Each record is to be printed again precisely as it reads.

/---

//! Rendering contract and the JSON renderer of the in-memory store

use efq_query::{EntityId, MemoryStore};
use serde::Serialize;
use serde_json::Value;

/// Rendered records, ready for the presentation layer
#[derive(Debug, Clone, PartialEq, Serialize)]
pub struct RenderedOutput {
    /// Entity kind of the records
    pub entity_kind: String,
    /// View mode the records were rendered in
    pub view_mode: String,
    /// One item per record, in query order
    pub items: Vec<Value>,
}

/// Failures while rendering records
#[derive(Debug, thiserror::Error)]
pub enum RenderError {
    /// An id returned by the query could not be loaded
    #[error("Entity {0} not found")]
    Missing(EntityId),

    /// The renderer failed for another reason
    #[error("Render failed: {0}")]
    Failed(String),
}

/// Loads and renders records by id
pub trait Renderer {
    /// Render `ids` in `view_mode`; `None` when there is nothing to render
    fn render(
        &self,
        ids: &[EntityId],
        view_mode: &str,
        entity_kind: &str,
    ) -> Result<Option<RenderedOutput>, RenderError>;
}

impl<T: Renderer + ?Sized> Renderer for &T {
    fn render(
        &self,
        ids: &[EntityId],
        view_mode: &str,
        entity_kind: &str,
    ) -> Result<Option<RenderedOutput>, RenderError> {
        (**self).render(ids, view_mode, entity_kind)
    }
}

impl Renderer for MemoryStore {
    fn render(
        &self,
        ids: &[EntityId],
        view_mode: &str,
        entity_kind: &str,
    ) -> Result<Option<RenderedOutput>, RenderError> {
        if ids.is_empty() {
            return Ok(None);
        }
        let items = ids
            .iter()
            .map(|&id| self.get(id).cloned().ok_or(RenderError::Missing(id)))
            .collect::<Result<Vec<_>, _>>()?;
        Ok(Some(RenderedOutput {
            entity_kind: entity_kind.to_string(),
            view_mode: view_mode.to_string(),
            items,
        }))
    }
}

\---

[Answer below]:
//! Rendering contract and the JSON renderer of the in-memory store

use efq_query::{EntityId, MemoryStore};
use serde::Serialize;
use serde_json::Value;

/// Rendered records, ready for the presentation layer
#[derive(Debug, Clone, PartialEq, Serialize)]
pub struct RenderedOutput {
    /// Entity kind of the records
    pub entity_kind: String,
    /// View mode the records were rendered in
    pub view_mode: String,
    /// One item per record, in query order
    pub items: Vec<Value>,
}

/// Failures while rendering records
#[derive(Debug, thiserror::Error)]
pub enum RenderError {
    /// An id returned by the query could not be loaded
    #[error("Entity {0} not found")]
    Missing(EntityId),

    /// The renderer failed for another reason
    #[error("Render failed: {0}")]
    Failed(String),
}

/// Loads and renders records by id
pub trait Renderer {
    /// Render `ids` in `view_mode`; `None` when there is nothing to render
    fn render(
        &self,
        ids: &[EntityId],
        view_mode: &str,
        entity_kind: &str,
    ) -> Result<Option<RenderedOutput>, RenderError>;
}

impl<T: Renderer + ?Sized> Renderer for &T {
    fn render(
        &self,
        ids: &[EntityId],
        view_mode: &str,
        entity_kind: &str,
    ) -> Result<Option<RenderedOutput>, RenderError> {
        (**self).render(ids, view_mode, entity_kind)
    }
}

impl Renderer for MemoryStore {
    fn render(
        &self,
        ids: &[EntityId],
        view_mode: &str,
        entity_kind: &str,
    ) -> Result<Option<RenderedOutput>, RenderError> {
        if ids.is_empty() {
            return Ok(None);
        }
        let items = ids
            .iter()
            .map(|&id| self.get(id).cloned().ok_or(RenderError::Missing(id)))
            .collect::<Result<Vec<_>, _>>()?;
        Ok(Some(RenderedOutput {
            entity_kind: entity_kind.to_string(),
            view_mode: view_mode.to_string(),
            items,
        }))
    }
}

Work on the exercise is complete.